Apache OpenOffice (AOO) Bugzilla – Issue 107254
Incorrect ToUnicode table mapping for ligatures in PDF
Last modified: 2010-06-15 08:22:01 UTC
When a font with ligatures is used in Writer and the document exported to PDF, the second letter of the ligature is effectively dropped from the file. For example, in the word 'description' the PDF file has the word 'descripton'. This is because the “ToUnicode” table associated with the (in my example) Calibri font explicitly maps the “ti” ligature into just a “t” rather than the proper “ti” as InDesign will do. This affects copy/paste from the PDF as well as screen reader users.
MRU->HDU: maybe same problem as issue 95057?
@pl: The root cause seems to be that PDFWriterImpl::createToUnicodeCMap() doesn't handle 1:n glyph- >unicode mappings yet. PDFWriterImpl::drawLayout() has a similar problem.
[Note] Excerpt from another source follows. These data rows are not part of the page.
//! Merging of document graphs
//!
//! Merging is a collision-free disjoint union: every object of the second
//! graph is renumbered above the first graph's largest IDs (real and fake
//! separately) and copied across. Page trees, catalogs and shared resources
//! are not reconciled.

use std::path::PathBuf;

use crate::error::{Error, Result};
use crate::pdf::data::PdfData;
use crate::pdf::model::{Node, NodeContent, NodeList, ObjectId};
use crate::pdf::{read_pdf, write_pdf};

/// Options for merging PDFs
#[derive(Debug, Clone)]
pub struct MergeOptions {
    /// Input PDF file paths in the order they should be merged
    pub input_paths: Vec<PathBuf>,
    /// Output PDF file path
    pub output_path: PathBuf,
}

/// Merge `b` into `a`.
///
/// Real IDs of `b` are shifted by `max_real(a) + 1`, fake IDs by
/// `max_fake(a) + 1`, and every reference inside `b` is shifted the same
/// way, so the copied objects only ever point at each other. `b`'s trailer
/// (real 0) lands as an ordinary object.
pub fn merge(a: &mut PdfData, b: &PdfData) -> Result<()> {
    let (max_real, max_fake) = a.max_ids();
    let real_offset = max_real + 1;
    let fake_offset = max_fake + 1;

    for (id, nodes) in b.iter() {
        let new_id = shift_id(id, real_offset, fake_offset);
        if a.contains(new_id) {
            return Err(Error::General(format!(
                "merge produced colliding object ID {}",
                new_id
            )));
        }
        a.insert(new_id, shift_list(nodes, real_offset, fake_offset));
    }
    a.sync_fake_counter();

    log::info!(
        "Merged {} objects (real offset {}, fake offset {})",
        b.len(),
        real_offset,
        fake_offset
    );
    Ok(())
}

fn shift_id(id: ObjectId, real_offset: u32, fake_offset: u32) -> ObjectId {
    if id.is_real() {
        id.shifted(real_offset)
    } else {
        id.shifted(fake_offset)
    }
}

/// Deep copy of a node list with every reference renumbered.
fn shift_list(nodes: &NodeList, real_offset: u32, fake_offset: u32) -> NodeList {
    let shifted = nodes
        .iter()
        .map(|node| Node {
            key: node.key.clone(),
            content: match &node.content {
                NodeContent::Reference(target) => {
                    NodeContent::Reference(shift_id(*target, real_offset, fake_offset))
                }
                other => other.clone(),
            },
        })
        .collect();
    NodeList::from_nodes(nodes.shape(), shifted)
}

/// Merge multiple PDF files into a single PDF file
///
/// Every input after the first is merged into the first with [`merge`],
/// then the result is built and written.
///
/// # Example
///
/// ```no_run
/// use pdf_weave::pdf::{MergeOptions, merge_pdfs};
/// use std::path::PathBuf;
///
/// let options = MergeOptions {
///     input_paths: vec![
///         PathBuf::from("1. first.pdf"),
///         PathBuf::from("2. second.pdf"),
///     ],
///     output_path: PathBuf::from("merged.pdf"),
/// };
///
/// merge_pdfs(&options).expect("Failed to merge");
/// ```
pub fn merge_pdfs(options: &MergeOptions) -> Result<()> {
    if options.input_paths.is_empty() {
        return Err(Error::General("No input files provided".to_string()));
    }

    // Validate all input files exist
    for path in &options.input_paths {
        if !path.exists() {
            return Err(Error::FileNotFound(path.clone()));
        }
    }

    let mut merged: Option<PdfData> = None;
    for path in &options.input_paths {
        let doc = read_pdf(&std::fs::read(path)?)?;
        match merged.as_mut() {
            None => merged = Some(doc),
            Some(target) => merge(target, &doc)?,
        }
    }

    let mut merged = merged.ok_or_else(|| Error::General("No input files provided".to_string()))?;
    let bytes = write_pdf(&mut merged)?;
    std::fs::write(&options.output_path, bytes)?;

    Ok(())
}
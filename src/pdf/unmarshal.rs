//! Turns a reader value tree into a [`PdfData`] graph
//!
//! The walk starts at the trailer (real ID 0). Every indirect object is
//! expanded exactly once, no matter how many places refer to it; inline
//! dictionaries and arrays get synthetic IDs and are referenced from their
//! container, so the graph stays acyclic even when the reader reports an
//! inline value as belonging to the object that holds it.

use std::collections::{HashSet, VecDeque};
use std::io::Read;

use crate::error::{Error, Result};
use crate::pdf::data::PdfData;
use crate::pdf::model::{ListShape, Node, NodeContent, NodeKey, ObjectId};
use crate::pdf::reader::{PdfValue, ValueKind};

/// Build a graph from the trailer value of a document.
///
/// Indirect objects are queued when first seen and expanded one at a time,
/// so the depth of the walk only follows inline nesting, never the length
/// of a reference chain.
pub fn unmarshal<V: PdfValue>(trailer: &V) -> Result<PdfData> {
    let mut helper = Unmarshaller::new();
    helper.walk(ObjectId::TRAILER, 0, trailer)?;
    while let Some((id, value)) = helper.pending.pop_front() {
        helper.expand(id, &value)?;
    }
    log::info!(
        "Unmarshalled {} objects ({} indirect)",
        helper.result.len(),
        helper.visited.len()
    );
    Ok(helper.result)
}

/// Where a child value ends up in the graph.
#[derive(Debug, Clone, Copy, PartialEq, Eq)]
enum Placement {
    /// Composite reached through `N 0 R`
    Indirect(u32),
    /// Composite stored inline but reported as part of its own container
    SelfEmbedded,
    /// Composite with no object number at all
    Anonymous,
    /// Primitive written in place
    Inline,
    /// Indirect object whose value is a primitive
    IndirectScalar(u32),
}

fn classify(kind: ValueKind, (ref_id, is_ref): (u32, bool), enclosing_real: u32) -> Placement {
    if kind.is_composite() {
        if is_ref && ref_id != 0 {
            // a reference back to the enclosing object is an ordinary edge;
            // it is already marked visited so it is not expanded again
            Placement::Indirect(ref_id)
        } else if ref_id != 0 && ref_id == enclosing_real {
            Placement::SelfEmbedded
        } else {
            Placement::Anonymous
        }
    } else if is_ref && ref_id != 0 {
        Placement::IndirectScalar(ref_id)
    } else {
        Placement::Inline
    }
}

struct Unmarshaller<V> {
    result: PdfData,
    visited: HashSet<u32>,
    /// Indirect objects seen but not yet expanded
    pending: VecDeque<(u32, V)>,
}

impl<V: PdfValue> Unmarshaller<V> {
    fn new() -> Self {
        Self {
            result: PdfData::new(),
            visited: HashSet::new(),
            pending: VecDeque::new(),
        }
    }

    /// Fill the list of indirect object `id` from its resolved value.
    fn expand(&mut self, id: u32, value: &V) -> Result<()> {
        log::debug!("Expanding object {}", id);
        let target = ObjectId::real(id);
        self.walk(target, id, value)?;
        if value.kind() == ValueKind::Stream {
            self.push_stream(target, value)?;
        }
        Ok(())
    }

    /// Expand `value` into the list owned by `owner`.
    ///
    /// `enclosing_real` is the nearest real object around `owner` (equal to
    /// `owner` when it is real).
    fn walk(&mut self, owner: ObjectId, enclosing_real: u32, value: &V) -> Result<()> {
        let kind = value.kind();
        match kind {
            ValueKind::Dict | ValueKind::Stream => {
                for name in value.keys() {
                    let child = value.key(&name);
                    self.place(owner, enclosing_real, NodeKey::Name(name), child)?;
                }
            }
            ValueKind::Array => {
                for i in 0..value.len() {
                    let child = value.index(i);
                    self.place(owner, enclosing_real, NodeKey::Index(i), child)?;
                }
            }
            _ => {}
        }

        let shape = if kind == ValueKind::Array {
            ListShape::Array
        } else {
            ListShape::Dictionary
        };
        // an empty `<< >>` or `[ ]` still has to render
        self.result.ensure(owner, shape);
        Ok(())
    }

    fn place(&mut self, owner: ObjectId, enclosing_real: u32, key: NodeKey, child: V) -> Result<()> {
        let kind = child.kind();
        match classify(kind, child.ref_to(), enclosing_real) {
            Placement::Indirect(id) => {
                let target = ObjectId::real(id);
                log::trace!("{} {:?} '{} 0 R'", owner, key, id);
                self.result.push(owner, Node { key, content: NodeContent::Reference(target) });
                if self.visited.insert(id) {
                    self.pending.push_back((id, child));
                }
            }
            Placement::SelfEmbedded | Placement::Anonymous => {
                let fake = self.result.next_fake_id();
                self.walk(fake, enclosing_real, &child)?;
                log::trace!("{} {:?} inline {}", owner, key, fake);
                self.result.push(owner, Node { key, content: NodeContent::Reference(fake) });
            }
            Placement::IndirectScalar(id) => {
                let target = ObjectId::real(id);
                log::trace!("{} {:?} '{} 0 R' (single value)", owner, key, id);
                self.result.push(owner, Node { key, content: NodeContent::Reference(target) });
                if self.visited.insert(id) {
                    self.result.push(target, Node::single(format_value(&child)));
                }
            }
            Placement::Inline => {
                let text = format_value(&child);
                log::trace!("{} {:?} {}", owner, key, text);
                self.result.push(owner, Node { key, content: NodeContent::Literal(text) });
            }
        }
        Ok(())
    }

    fn push_stream(&mut self, id: ObjectId, value: &V) -> Result<()> {
        let mut bytes = Vec::new();
        value
            .raw_reader()
            .and_then(|mut reader| reader.read_to_end(&mut bytes))
            .map_err(|source| Error::StreamRead { object: id, source })?;
        log::trace!("{} [stream={}]", id, bytes.len());
        self.result.push(id, Node::stream(bytes));
        Ok(())
    }
}

/// PDF token text for a primitive value.
pub(crate) fn format_value<V: PdfValue>(value: &V) -> String {
    match value.kind() {
        ValueKind::String if value.is_utf16() => {
            let mut out = String::from("<");
            for unit in value.utf16_units() {
                out.push_str(&format!("{:04X}", unit));
            }
            out.push('>');
            out
        }
        ValueKind::String => {
            let text = value.text();
            let body = strip_quotes(&text);
            format!("({})", body.replace('(', "\\(").replace(')', "\\)"))
        }
        ValueKind::Null => "null".to_string(),
        _ => value.text().replace(' ', "#20"),
    }
}

fn strip_quotes(text: &str) -> &str {
    text.strip_prefix('"')
        .and_then(|t| t.strip_suffix('"'))
        .unwrap_or(text)
}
It gets the indices into the text string but it just stores the first char at the index instead of all text until the next used index.
target
@hdu: committed a naive LTR solution to CWS vcl108; please prepare SalLayout::GetNextGlyphs for the following cases: - ligature at end of GetNextGlyphs run: the two or more Unicodes of a ligature could be split over GetNextGlyph runs, that needs to be avoided - RTL/LTR switches.
.
Removing accessibility keyword. This is simply a broken PDF export, nothing specific to accessibility. Targeted for OOo 3.3 anyway.
Fixed in CWS vcl108 which got into DEV300_m71. For ligatures in RTL runs there is the followup issue 112382.
Got into DEV300_m71 -> closing